Given information>

——————————

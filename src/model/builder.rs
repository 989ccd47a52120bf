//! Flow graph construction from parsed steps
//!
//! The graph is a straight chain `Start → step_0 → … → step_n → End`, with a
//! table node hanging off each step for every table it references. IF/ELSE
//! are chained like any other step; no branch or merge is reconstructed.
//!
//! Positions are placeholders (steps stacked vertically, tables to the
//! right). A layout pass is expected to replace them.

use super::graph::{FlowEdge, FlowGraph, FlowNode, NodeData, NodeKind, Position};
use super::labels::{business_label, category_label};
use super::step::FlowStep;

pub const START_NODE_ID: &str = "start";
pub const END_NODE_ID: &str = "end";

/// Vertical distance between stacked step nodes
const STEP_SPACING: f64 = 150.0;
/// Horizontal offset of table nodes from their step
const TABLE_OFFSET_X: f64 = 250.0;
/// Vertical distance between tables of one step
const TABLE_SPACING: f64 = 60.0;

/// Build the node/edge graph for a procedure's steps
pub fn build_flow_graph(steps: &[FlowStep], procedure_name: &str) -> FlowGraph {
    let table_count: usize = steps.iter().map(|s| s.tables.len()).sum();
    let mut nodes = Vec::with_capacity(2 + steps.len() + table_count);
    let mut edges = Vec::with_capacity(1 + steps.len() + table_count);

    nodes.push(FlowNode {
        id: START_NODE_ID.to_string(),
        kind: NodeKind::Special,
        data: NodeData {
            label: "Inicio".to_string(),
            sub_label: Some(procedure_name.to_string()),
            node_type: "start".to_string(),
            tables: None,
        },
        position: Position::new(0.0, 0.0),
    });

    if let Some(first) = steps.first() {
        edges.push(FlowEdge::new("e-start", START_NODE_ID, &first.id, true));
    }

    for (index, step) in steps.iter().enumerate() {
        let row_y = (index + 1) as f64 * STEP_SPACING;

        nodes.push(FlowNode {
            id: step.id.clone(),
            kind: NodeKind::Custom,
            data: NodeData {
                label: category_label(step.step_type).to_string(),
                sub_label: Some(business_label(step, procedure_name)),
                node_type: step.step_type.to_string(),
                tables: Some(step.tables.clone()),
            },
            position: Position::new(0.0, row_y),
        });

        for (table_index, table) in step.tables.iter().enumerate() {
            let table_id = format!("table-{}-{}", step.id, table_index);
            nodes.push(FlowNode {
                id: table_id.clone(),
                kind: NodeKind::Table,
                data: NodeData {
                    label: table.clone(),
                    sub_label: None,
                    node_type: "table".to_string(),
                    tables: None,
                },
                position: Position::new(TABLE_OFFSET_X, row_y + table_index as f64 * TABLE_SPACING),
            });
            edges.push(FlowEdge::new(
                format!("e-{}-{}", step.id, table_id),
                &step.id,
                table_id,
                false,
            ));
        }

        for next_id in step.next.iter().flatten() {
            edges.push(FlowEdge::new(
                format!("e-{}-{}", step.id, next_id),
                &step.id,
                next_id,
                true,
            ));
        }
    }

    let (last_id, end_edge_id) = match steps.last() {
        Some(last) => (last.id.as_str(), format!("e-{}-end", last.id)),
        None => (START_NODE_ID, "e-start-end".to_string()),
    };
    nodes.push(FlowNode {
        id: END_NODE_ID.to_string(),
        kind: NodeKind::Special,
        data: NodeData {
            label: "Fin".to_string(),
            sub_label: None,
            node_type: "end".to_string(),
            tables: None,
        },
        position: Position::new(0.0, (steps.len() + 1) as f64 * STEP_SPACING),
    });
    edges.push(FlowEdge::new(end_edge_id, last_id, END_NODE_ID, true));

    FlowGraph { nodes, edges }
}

——————————

What you are asked to do>
Please reproduce the data as it was given, with every line exact.

Answer box>
filename src/model/builder.rs
repository 989ccd47a52120bf
//! Flow graph construction from parsed steps
//!
//! The graph is a straight chain `Start → step_0 → … → step_n → End`, with a
//! table node hanging off each step for every table it references. IF/ELSE
//! are chained like any other step; no branch or merge is reconstructed.
//!
//! Positions are placeholders (steps stacked vertically, tables to the
//! right). A layout pass is expected to replace them.

use super::graph::{FlowEdge, FlowGraph, FlowNode, NodeData, NodeKind, Position};
use super::labels::{business_label, category_label};
use super::step::FlowStep;

pub const START_NODE_ID: &str = "start";
pub const END_NODE_ID: &str = "end";

/// Vertical distance between stacked step nodes
const STEP_SPACING: f64 = 150.0;
/// Horizontal offset of table nodes from their step
const TABLE_OFFSET_X: f64 = 250.0;
/// Vertical distance between tables of one step
const TABLE_SPACING: f64 = 60.0;

/// Build the node/edge graph for a procedure's steps
pub fn build_flow_graph(steps: &[FlowStep], procedure_name: &str) -> FlowGraph {
    let table_count: usize = steps.iter().map(|s| s.tables.len()).sum();
    let mut nodes = Vec::with_capacity(2 + steps.len() + table_count);
    let mut edges = Vec::with_capacity(1 + steps.len() + table_count);

    nodes.push(FlowNode {
        id: START_NODE_ID.to_string(),
        kind: NodeKind::Special,
        data: NodeData {
            label: "Inicio".to_string(),
            sub_label: Some(procedure_name.to_string()),
            node_type: "start".to_string(),
            tables: None,
        },
        position: Position::new(0.0, 0.0),
    });

    if let Some(first) = steps.first() {
        edges.push(FlowEdge::new("e-start", START_NODE_ID, &first.id, true));
    }

    for (index, step) in steps.iter().enumerate() {
        let row_y = (index + 1) as f64 * STEP_SPACING;

        nodes.push(FlowNode {
            id: step.id.clone(),
            kind: NodeKind::Custom,
            data: NodeData {
                label: category_label(step.step_type).to_string(),
                sub_label: Some(business_label(step, procedure_name)),
                node_type: step.step_type.to_string(),
                tables: Some(step.tables.clone()),
            },
            position: Position::new(0.0, row_y),
        });

        for (table_index, table) in step.tables.iter().enumerate() {
            let table_id = format!("table-{}-{}", step.id, table_index);
            nodes.push(FlowNode {
                id: table_id.clone(),
                kind: NodeKind::Table,
                data: NodeData {
                    label: table.clone(),
                    sub_label: None,
                    node_type: "table".to_string(),
                    tables: None,
                },
                position: Position::new(TABLE_OFFSET_X, row_y + table_index as f64 * TABLE_SPACING),
            });
            edges.push(FlowEdge::new(
                format!("e-{}-{}", step.id, table_id),
                &step.id,
                table_id,
                false,
            ));
        }

        for next_id in step.next.iter().flatten() {
            edges.push(FlowEdge::new(
                format!("e-{}-{}", step.id, next_id),
                &step.id,
                next_id,
                true,
            ));
        }
    }

    let (last_id, end_edge_id) = match steps.last() {
        Some(last) => (last.id.as_str(), format!("e-{}-end", last.id)),
        None => (START_NODE_ID, "e-start-end".to_string()),
    };
    nodes.push(FlowNode {
        id: END_NODE_ID.to_string(),
        kind: NodeKind::Special,
        data: NodeData {
            label: "Fin".to_string(),
            sub_label: None,
            node_type: "end".to_string(),
            tables: None,
        },
        position: Position::new(0.0, (steps.len() + 1) as f64 * STEP_SPACING),
    });
    edges.push(FlowEdge::new(end_edge_id, last_id, END_NODE_ID, true));

    FlowGraph { nodes, edges }
}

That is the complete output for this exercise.